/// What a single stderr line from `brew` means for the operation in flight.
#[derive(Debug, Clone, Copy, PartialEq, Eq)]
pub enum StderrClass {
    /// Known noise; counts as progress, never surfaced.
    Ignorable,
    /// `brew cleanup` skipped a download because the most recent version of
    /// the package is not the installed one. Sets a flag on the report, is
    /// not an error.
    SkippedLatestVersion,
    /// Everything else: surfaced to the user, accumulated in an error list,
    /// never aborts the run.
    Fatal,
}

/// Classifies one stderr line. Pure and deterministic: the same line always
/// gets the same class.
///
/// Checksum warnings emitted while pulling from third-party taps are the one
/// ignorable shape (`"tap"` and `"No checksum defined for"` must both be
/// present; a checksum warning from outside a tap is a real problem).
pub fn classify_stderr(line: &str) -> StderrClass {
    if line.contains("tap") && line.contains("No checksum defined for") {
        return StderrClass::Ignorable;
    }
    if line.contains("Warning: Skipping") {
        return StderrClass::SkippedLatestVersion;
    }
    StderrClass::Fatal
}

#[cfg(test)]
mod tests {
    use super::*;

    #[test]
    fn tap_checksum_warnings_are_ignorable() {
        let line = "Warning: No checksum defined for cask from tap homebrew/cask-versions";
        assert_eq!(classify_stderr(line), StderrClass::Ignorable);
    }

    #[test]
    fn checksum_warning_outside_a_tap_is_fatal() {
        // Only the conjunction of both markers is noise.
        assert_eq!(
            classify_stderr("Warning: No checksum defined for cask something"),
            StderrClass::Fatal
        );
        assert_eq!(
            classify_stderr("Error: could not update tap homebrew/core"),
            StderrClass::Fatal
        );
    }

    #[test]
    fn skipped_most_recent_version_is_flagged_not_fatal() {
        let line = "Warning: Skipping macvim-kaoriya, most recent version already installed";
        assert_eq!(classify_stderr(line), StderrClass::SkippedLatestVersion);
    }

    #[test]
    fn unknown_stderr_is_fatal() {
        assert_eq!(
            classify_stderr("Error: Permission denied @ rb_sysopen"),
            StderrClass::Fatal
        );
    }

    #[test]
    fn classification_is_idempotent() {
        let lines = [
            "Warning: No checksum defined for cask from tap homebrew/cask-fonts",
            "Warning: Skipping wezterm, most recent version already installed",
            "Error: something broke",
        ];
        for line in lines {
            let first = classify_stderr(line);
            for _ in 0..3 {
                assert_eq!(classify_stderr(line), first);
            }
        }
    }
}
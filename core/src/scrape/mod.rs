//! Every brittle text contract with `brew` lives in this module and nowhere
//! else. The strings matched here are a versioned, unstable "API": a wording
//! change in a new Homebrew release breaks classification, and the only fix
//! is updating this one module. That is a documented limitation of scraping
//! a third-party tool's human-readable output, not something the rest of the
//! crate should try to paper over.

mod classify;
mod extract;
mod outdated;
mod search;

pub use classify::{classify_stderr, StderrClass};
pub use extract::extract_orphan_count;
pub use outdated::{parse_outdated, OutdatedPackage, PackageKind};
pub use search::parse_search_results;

WHAT IS REQUIRED:
Your answer should be a single number: the count of lines in the listing that hold the word "else".

RESULT OF THIS EXERCISE:
2